I am sorry, Momma, that I could not care for you as I wished. I am sorry that someone besides me and my family brushed your red hair. You know the commitments I had at the time. You know I did my best. I hear you saying you know, that it is all ok. I wish I could talk to you now, but I need to go inside. My own children look to me as I once looked to you, wanting to know they are loved and that everything will be ok.

"Blessed are they that mourn," Jesus said, "for they shall be comforted." My Savior is a man acquainted with grief. I do not know the way forward but he does. Perhaps that was a part of his pain on the cross, seeing his mother and having to ask another to care for her. Knowing He could not wrap his arms around her, arms that were nailed to His task much firmer than my own have ever been. Perhaps He took this pain, too, on that cross. This Man of Sorrows, He is my Shepherd. Let me take this comfort I have received tonight and share it with those in need.

Friday, March 20, 2009

Center Target

In my reading on a recent morning, I Peter 1:18 caught my attention. Don't have time to get into everything this morning, but the main thought is that we have been redeemed from aimless conduct.

Silver and gold are some of the most valuable treasures known to man. They were in Peter's day, and they are still so today. Kind of proves the point. If you've looked at any of your retirement accounts lately, you probably wish you owned a little more precious metals and a little less stock. (Of course, we all own a little less stock than we did last year, but enough of that...)

Yet Peter says these most valuable earthly treasures are not enough to pay this price, to redeem us. The very life of God,the blood of Jesus, was spilled as payment of this price. So this is a very costly purchase?

And what was this treasure traded for? To redeem me from aimless conduct.

God does not want me conducting myself aimlessly. He wants me to aim for a goal. He wants me to know what I'm working towards. Doesn't want me to hop in the car and start driving without knowing where I'm going. Doesn't want me to begin the day without knowing where I'm going, just riding around aimlessly.

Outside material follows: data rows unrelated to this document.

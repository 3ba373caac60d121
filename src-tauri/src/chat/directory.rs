use super::types::{ChatKind, ChatSummary, Contact};

#[allow(clippy::too_many_arguments)]
fn chat(
    id: &str,
    name: &str,
    kind: ChatKind,
    last_message: &str,
    time: &str,
    unread: u32,
    members: Option<u32>,
    online: bool,
) -> ChatSummary {
    ChatSummary {
        id: id.to_string(),
        name: name.to_string(),
        kind,
        last_message: last_message.to_string(),
        time: time.to_string(),
        unread,
        members,
        online,
    }
}

fn contact(id: &str, name: &str, status: &str, online: bool) -> Contact {
    Contact {
        id: id.to_string(),
        name: name.to_string(),
        status: status.to_string(),
        online,
    }
}

/// The conversation list. The first entry is the chat opened by default.
pub fn list_chats() -> Vec<ChatSummary> {
    vec![
        chat(
            "eco-warriors",
            "Eco Warriors",
            ChatKind::Group,
            "Let's organize a beach cleanup this weekend!",
            "10:42 AM",
            3,
            Some(28),
            true,
        ),
        chat(
            "zero-waste",
            "Zero Waste Living",
            ChatKind::Group,
            "Has anyone tried making their own cleaning products?",
            "Yesterday",
            0,
            Some(45),
            true,
        ),
        chat(
            "priya-sharma",
            "Priya Sharma",
            ChatKind::Direct,
            "Thanks for the sustainability tips!",
            "Yesterday",
            0,
            None,
            true,
        ),
        chat(
            "rahul-patel",
            "Rahul Patel",
            ChatKind::Direct,
            "I'll bring reusable bags to the community garden event.",
            "Monday",
            0,
            None,
            false,
        ),
        chat(
            "ananya-gupta",
            "Ananya Gupta",
            ChatKind::Direct,
            "How did you reduce your carbon footprint so much?",
            "Apr 15",
            0,
            None,
            true,
        ),
    ]
}

pub fn list_contacts() -> Vec<Contact> {
    vec![
        contact("priya-sharma", "Priya Sharma", "Reducing my plastic waste one day at a time", true),
        contact("rahul-patel", "Rahul Patel", "Community garden organizer", false),
        contact("ananya-gupta", "Ananya Gupta", "Passionate about renewable energy", true),
        contact("vikram-singh", "Vikram Singh", "Sustainable transportation advocate", true),
        contact("neha-reddy", "Neha Reddy", "Zero waste enthusiast", false),
        contact("arjun-kumar", "Arjun Kumar", "Climate activist", false),
        contact("meera-nair", "Meera Nair", "Vegan chef and blogger", true),
    ]
}

/// Chats whose name contains `query`, ignoring case. A blank query keeps all.
pub fn search_chats(query: &str) -> Vec<ChatSummary> {
    let needle = query.trim().to_lowercase();
    list_chats()
        .into_iter()
        .filter(|c| needle.is_empty() || c.name.to_lowercase().contains(&needle))
        .collect()
}

pub fn find_chat(chat_id: &str) -> Option<ChatSummary> {
    list_chats().into_iter().find(|c| c.id == chat_id)
}
use serde::{Deserialize, Serialize};

/// Collection holding chat metadata documents, keyed by chat id.
pub const CHATS_COLLECTION: &str = "chats";

/// Message collection of a chat.
pub fn messages_collection(chat_id: &str) -> String {
    format!("{}/{}/messages", CHATS_COLLECTION, chat_id)
}

#[derive(Debug, Clone, Copy, PartialEq, Eq, Serialize, Deserialize)]
#[serde(rename_all = "lowercase")]
pub enum ChatKind {
    Group,
    Direct,
}

impl ChatKind {
    /// Group chat ids are hyphenated slugs; anything else is a direct chat.
    pub fn from_chat_id(chat_id: &str) -> Self {
        if chat_id.contains('-') {
            ChatKind::Group
        } else {
            ChatKind::Direct
        }
    }
}

/// An entry of the conversation list.
#[derive(Debug, Clone, PartialEq, Serialize, Deserialize)]
#[serde(rename_all = "camelCase")]
pub struct ChatSummary {
    pub id: String,
    pub name: String,
    #[serde(rename = "type")]
    pub kind: ChatKind,
    pub last_message: String,
    pub time: String,
    pub unread: u32,
    pub members: Option<u32>,
    pub online: bool,
}

#[derive(Debug, Clone, PartialEq, Serialize, Deserialize)]
#[serde(rename_all = "camelCase")]
pub struct Contact {
    pub id: String,
    pub name: String,
    pub status: String,
    pub online: bool,
}

/// A message as shown to a particular viewer.
#[derive(Debug, Clone, PartialEq, Serialize, Deserialize)]
#[serde(rename_all = "camelCase")]
pub struct ChatMessage {
    pub id: String,
    pub sender: String,
    pub sender_id: String,
    pub content: String,
    pub timestamp: Option<String>,
    pub time_label: String,
    pub is_current_user: bool,
}

/// Stored shape of a message document.
#[derive(Debug, Clone, Default, Serialize, Deserialize)]
#[serde(rename_all = "camelCase", default)]
pub(crate) struct MessageBody {
    pub sender_id: String,
    pub sender_name: String,
    pub content: String,
    pub timestamp: Option<String>,
}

Lot more for me to think about here, but this much is clear. God has some things on His heart, and He wants me to know what they are, and to be conducting myself in conjunction with Him.

Monday, March 9, 2009

The Shack

Wow! The Shack was a birthday gift from some close friends.
(Thanks Larry & Jacki - you are a blessing in so many ways!!)

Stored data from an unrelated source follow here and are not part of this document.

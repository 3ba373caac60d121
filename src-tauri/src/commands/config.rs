//! UI preferences persisted with tauri-plugin-store.

use tauri::AppHandle;
use tauri_plugin_store::StoreExt;
use tracing::{info, warn};

use crate::error::EcoConnectError;

pub const PREFERENCES_FILE: &str = "preferences.json";
pub const THEME_KEY: &str = "theme";
pub const THEMES: &[&str] = &["light", "dark", "system"];

/// Reject values the UI could not apply.
pub fn validate_preference(key: &str, value: &str) -> Result<(), EcoConnectError> {
    if key.trim().is_empty() {
        return Err(EcoConnectError::Validation("Preference key cannot be empty".to_string()));
    }
    if key == THEME_KEY && !THEMES.contains(&value) {
        return Err(EcoConnectError::Validation(format!("Unknown theme: {}", value)));
    }
    Ok(())
}

#[tauri::command]
pub fn get_preference(app: AppHandle, key: &str) -> Result<Option<String>, String> {
    let store = app.store(PREFERENCES_FILE).map_err(|e| {
        warn!("Failed to open {}: {}", PREFERENCES_FILE, e);
        EcoConnectError::Config(e.to_string())
    })?;
    Ok(store.get(key).and_then(|v| v.as_str().map(str::to_string)))
}

#[tauri::command]
pub fn set_preference(app: AppHandle, key: &str, value: &str) -> Result<(), String> {
    validate_preference(key, value)?;
    info!("Setting preference {} = {}", key, value);
    let store = app.store(PREFERENCES_FILE).map_err(|e| {
        warn!("Failed to open {}: {}", PREFERENCES_FILE, e);
        EcoConnectError::Config(e.to_string())
    })?;
    store.set(key, serde_json::json!(value));
    store.save().map_err(|e| {
        warn!("Failed to save {}: {}", PREFERENCES_FILE, e);
        EcoConnectError::Config(e.to_string()).into()
    })
}
//! Current weather from OpenWeatherMap, with a default-location fallback
//! when the device position is unavailable.
//!
//! # Example
//!
//! ```ignore
//! use ecoconnect_tauri::weather::{Coordinates, WeatherClient};
//!
//! let client = WeatherClient::new(config.weather.clone())?;
//! let report = client.lookup(None, Some(&api_key)).await;
//! // report.location_name == "Shirpur", report.notices[0] == "Using default location"
//! ```

mod client;
mod types;

/// Keychain service holding the OpenWeatherMap API key.
pub const WEATHER_KEY_SERVICE: &str = "ecoconnect-weather-api";

pub use client::{parse_current_weather, WeatherClient};
pub use types::{
    Coordinates, WeatherIcon, WeatherReading, WeatherReport, NOTICE_DEFAULT_LOCATION,
    NOTICE_FETCH_FAILED, UNKNOWN_LOCATION,
};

This is perhaps the best work of fiction I have ever read.

I would recommend this book to every adult I know.

Definitely will read it again, it's good on many different levels.

A gold mine of material to muse on.

Thursday, February 12, 2009

Promises, Great and Precious

Over and over the Holy Spirit has been whispering to my heart. Words of His love, thoughts of encouragement, reminding me that His plans are good. I may be satisfied with my current lot but He, most definitely, is not.

This year is to be a year for the ages. A banner year for my heart. I expect to look back on my life from eternity (if such can be done, or is considered worth doing then) and see 2009 as the foundation point for the rest of it. A cornerstone year.

Don't know exactly what that means, but I know my heart is changing. Growing. Opening to Him and His will in new and fresh ways. Expecting it in new places. You see, I have some Great and Precious Promises.

Peter is a man who knows about growing. He was a simple fisherman, some say ruled by his emotions. But he spent time with Jesus. He committed his heart and future to Jesus. He committed himself, who he was to become, to Jesus. He allowed the words of Jesus to change the man he was, and the man he was to become. Just the fact that most will know who I am talking about proves the effectiveness of this change. Peter became one of the most famous, effective, respected leaders in history.

Peter knew about great and precious promises. Jesus in person had made some to him. Peter said that by these promises from God, we become partakers of His divine nature.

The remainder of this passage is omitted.